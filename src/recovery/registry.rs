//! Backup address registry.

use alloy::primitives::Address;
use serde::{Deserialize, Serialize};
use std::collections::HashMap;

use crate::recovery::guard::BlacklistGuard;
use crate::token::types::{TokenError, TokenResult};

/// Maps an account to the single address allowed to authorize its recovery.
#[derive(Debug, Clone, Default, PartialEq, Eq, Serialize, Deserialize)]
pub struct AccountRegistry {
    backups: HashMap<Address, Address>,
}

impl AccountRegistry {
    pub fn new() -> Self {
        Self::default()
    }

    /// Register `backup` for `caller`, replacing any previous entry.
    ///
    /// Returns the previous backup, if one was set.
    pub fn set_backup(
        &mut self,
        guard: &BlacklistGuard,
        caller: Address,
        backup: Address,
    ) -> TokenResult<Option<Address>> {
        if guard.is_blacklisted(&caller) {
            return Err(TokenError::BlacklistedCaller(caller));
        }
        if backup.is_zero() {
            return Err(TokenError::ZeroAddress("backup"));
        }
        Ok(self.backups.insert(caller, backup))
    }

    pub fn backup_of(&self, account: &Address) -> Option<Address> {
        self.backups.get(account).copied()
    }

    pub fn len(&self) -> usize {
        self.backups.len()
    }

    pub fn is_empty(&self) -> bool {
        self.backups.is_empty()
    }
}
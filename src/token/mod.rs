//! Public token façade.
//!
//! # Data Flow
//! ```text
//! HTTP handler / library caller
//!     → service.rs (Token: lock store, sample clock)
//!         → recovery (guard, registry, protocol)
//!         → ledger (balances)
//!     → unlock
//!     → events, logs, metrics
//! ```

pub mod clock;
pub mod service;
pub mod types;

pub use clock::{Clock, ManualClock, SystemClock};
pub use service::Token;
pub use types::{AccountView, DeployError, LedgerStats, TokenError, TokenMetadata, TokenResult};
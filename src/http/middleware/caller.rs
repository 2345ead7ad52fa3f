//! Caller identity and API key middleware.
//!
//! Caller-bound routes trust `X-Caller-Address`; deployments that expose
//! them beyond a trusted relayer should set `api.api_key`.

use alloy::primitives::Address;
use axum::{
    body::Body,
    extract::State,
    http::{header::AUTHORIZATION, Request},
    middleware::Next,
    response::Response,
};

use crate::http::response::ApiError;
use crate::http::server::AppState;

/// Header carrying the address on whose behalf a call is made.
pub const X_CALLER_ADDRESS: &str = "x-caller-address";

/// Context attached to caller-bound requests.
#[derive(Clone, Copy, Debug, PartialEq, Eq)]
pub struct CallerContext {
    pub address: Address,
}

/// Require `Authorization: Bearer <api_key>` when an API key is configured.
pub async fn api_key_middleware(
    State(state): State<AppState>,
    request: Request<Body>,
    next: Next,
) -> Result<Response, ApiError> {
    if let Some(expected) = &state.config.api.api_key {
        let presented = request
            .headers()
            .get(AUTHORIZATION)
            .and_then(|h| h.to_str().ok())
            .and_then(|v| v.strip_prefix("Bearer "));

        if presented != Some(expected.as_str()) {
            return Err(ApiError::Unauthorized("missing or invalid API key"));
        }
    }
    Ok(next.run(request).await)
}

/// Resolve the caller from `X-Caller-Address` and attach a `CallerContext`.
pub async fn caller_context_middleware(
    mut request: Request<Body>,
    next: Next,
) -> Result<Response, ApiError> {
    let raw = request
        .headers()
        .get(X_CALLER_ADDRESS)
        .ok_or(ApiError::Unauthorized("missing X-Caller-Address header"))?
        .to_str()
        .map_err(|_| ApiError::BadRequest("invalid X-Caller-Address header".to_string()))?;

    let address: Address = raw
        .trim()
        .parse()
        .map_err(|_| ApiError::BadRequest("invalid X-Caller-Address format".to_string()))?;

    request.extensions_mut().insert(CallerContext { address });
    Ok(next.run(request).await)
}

::::

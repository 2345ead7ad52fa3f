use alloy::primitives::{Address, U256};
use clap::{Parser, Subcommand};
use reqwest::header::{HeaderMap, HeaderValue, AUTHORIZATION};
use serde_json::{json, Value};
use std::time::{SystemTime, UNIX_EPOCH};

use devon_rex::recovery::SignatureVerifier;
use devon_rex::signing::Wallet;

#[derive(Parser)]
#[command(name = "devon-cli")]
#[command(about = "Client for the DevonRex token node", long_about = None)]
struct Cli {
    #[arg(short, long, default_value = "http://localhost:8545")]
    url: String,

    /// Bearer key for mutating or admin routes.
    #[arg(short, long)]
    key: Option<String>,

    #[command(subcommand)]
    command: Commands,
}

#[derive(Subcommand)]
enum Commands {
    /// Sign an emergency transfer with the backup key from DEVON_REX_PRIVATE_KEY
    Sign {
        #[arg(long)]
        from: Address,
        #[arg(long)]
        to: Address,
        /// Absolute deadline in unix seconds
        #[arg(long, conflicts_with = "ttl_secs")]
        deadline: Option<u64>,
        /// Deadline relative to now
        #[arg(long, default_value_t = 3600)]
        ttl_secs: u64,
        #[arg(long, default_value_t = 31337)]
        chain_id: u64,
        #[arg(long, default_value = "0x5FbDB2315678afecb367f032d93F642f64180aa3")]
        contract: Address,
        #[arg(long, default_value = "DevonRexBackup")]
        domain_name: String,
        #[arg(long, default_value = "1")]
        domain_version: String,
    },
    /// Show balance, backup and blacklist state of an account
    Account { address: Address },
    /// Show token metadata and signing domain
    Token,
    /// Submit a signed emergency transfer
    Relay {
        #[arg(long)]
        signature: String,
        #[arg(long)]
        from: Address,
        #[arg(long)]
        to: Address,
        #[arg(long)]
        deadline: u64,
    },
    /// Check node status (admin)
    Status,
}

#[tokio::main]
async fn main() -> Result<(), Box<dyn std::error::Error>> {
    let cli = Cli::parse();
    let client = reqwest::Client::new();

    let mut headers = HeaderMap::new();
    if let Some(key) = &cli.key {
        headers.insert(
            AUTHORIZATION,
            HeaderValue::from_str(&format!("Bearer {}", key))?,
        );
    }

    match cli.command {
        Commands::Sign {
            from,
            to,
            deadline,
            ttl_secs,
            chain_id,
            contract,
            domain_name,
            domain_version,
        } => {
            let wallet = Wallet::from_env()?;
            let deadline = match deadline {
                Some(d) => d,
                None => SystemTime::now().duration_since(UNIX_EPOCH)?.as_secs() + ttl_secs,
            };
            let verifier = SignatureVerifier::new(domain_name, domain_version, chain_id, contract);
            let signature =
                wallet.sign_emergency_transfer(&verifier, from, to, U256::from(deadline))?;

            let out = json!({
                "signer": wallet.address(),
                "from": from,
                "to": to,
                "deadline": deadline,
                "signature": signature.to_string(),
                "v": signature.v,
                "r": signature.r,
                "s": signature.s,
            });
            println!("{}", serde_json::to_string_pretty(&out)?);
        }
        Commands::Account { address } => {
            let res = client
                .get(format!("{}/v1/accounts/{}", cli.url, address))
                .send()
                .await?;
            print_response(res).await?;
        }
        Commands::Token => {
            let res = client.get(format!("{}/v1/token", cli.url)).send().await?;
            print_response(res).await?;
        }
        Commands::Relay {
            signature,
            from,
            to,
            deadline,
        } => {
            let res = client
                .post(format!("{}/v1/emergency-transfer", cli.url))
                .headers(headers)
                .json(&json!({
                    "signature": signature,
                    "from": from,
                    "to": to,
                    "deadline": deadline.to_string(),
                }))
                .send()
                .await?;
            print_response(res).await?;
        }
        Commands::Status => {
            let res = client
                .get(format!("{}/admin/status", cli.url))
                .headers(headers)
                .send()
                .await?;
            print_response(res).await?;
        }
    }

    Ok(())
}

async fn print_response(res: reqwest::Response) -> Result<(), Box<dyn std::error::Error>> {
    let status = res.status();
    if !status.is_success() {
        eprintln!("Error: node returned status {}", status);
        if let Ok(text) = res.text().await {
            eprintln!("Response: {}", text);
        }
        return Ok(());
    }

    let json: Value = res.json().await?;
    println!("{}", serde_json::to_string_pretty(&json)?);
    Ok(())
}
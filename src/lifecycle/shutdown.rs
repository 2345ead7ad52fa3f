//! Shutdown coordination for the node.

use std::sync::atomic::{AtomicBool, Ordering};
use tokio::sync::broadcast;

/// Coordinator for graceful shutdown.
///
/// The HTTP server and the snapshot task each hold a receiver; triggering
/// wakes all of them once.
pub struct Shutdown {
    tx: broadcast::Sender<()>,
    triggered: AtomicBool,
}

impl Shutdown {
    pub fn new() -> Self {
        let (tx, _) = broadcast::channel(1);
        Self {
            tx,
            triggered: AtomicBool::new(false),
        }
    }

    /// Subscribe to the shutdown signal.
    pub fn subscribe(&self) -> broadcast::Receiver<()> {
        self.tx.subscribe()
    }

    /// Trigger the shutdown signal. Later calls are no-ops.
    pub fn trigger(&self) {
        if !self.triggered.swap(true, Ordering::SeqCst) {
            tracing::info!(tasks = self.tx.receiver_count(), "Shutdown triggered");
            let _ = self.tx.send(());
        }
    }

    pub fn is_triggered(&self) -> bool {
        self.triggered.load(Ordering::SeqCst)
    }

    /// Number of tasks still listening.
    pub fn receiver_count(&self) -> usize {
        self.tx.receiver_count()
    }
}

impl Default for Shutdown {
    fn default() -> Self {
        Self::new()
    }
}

::::

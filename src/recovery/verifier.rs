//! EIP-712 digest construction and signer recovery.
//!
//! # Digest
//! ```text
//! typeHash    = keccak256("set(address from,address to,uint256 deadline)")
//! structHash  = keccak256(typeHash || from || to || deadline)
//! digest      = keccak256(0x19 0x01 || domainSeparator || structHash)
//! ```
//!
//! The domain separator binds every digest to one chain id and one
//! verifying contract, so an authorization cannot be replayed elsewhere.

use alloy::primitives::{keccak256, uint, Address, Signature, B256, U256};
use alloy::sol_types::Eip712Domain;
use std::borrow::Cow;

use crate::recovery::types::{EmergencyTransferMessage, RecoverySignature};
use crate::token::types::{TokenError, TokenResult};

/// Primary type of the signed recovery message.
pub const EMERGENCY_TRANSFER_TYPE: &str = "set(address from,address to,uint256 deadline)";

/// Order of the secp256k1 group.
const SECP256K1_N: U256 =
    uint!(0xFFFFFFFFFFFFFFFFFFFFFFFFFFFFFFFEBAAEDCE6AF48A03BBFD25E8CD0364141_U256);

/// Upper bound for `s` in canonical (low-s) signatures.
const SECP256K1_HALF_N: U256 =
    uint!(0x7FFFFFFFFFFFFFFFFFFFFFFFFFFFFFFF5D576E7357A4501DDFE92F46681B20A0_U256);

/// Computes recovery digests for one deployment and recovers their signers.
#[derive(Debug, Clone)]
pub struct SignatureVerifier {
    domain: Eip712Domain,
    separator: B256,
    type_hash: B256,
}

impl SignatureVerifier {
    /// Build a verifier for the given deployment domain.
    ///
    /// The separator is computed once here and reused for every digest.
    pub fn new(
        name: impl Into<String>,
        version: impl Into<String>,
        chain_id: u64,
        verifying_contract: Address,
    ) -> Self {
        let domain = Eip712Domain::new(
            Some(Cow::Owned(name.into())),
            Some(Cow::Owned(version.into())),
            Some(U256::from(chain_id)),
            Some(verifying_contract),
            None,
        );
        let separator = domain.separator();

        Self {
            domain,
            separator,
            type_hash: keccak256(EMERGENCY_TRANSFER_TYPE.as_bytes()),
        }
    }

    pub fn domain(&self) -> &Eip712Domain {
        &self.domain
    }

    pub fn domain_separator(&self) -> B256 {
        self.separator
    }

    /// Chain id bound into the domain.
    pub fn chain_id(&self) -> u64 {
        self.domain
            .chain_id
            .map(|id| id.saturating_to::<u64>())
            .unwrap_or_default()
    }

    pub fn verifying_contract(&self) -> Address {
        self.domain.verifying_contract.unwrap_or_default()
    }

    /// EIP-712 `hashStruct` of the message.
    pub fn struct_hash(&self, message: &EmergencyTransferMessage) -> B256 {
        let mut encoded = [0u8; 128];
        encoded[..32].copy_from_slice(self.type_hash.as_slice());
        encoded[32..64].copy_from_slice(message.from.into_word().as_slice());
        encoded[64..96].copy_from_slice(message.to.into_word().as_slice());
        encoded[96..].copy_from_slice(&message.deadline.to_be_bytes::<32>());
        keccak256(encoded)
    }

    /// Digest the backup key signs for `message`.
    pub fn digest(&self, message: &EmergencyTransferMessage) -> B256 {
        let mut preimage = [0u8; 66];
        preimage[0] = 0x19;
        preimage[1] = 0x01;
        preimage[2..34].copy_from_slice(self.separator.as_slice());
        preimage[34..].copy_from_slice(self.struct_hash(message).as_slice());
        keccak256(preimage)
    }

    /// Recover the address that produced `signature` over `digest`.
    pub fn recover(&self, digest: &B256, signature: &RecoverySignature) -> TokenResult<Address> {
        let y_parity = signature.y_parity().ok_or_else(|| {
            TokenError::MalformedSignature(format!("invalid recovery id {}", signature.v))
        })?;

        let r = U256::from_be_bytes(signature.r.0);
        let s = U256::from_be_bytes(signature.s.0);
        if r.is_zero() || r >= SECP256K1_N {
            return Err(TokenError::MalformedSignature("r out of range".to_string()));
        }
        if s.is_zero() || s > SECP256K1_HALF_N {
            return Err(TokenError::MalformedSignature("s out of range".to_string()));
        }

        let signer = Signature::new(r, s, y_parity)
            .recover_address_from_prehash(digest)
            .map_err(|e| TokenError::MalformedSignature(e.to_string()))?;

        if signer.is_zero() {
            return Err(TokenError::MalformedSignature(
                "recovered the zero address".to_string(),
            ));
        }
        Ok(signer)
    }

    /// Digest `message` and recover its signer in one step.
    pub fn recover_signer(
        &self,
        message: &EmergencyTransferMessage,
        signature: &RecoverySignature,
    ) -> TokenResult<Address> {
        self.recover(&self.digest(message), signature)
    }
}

::::

▸ **WORK TO BE COMPLETED**
Look through the records above for the word "PartialEq". Report how many lines contain it, as a bare number.

▸ **ANSWER SECTION**
2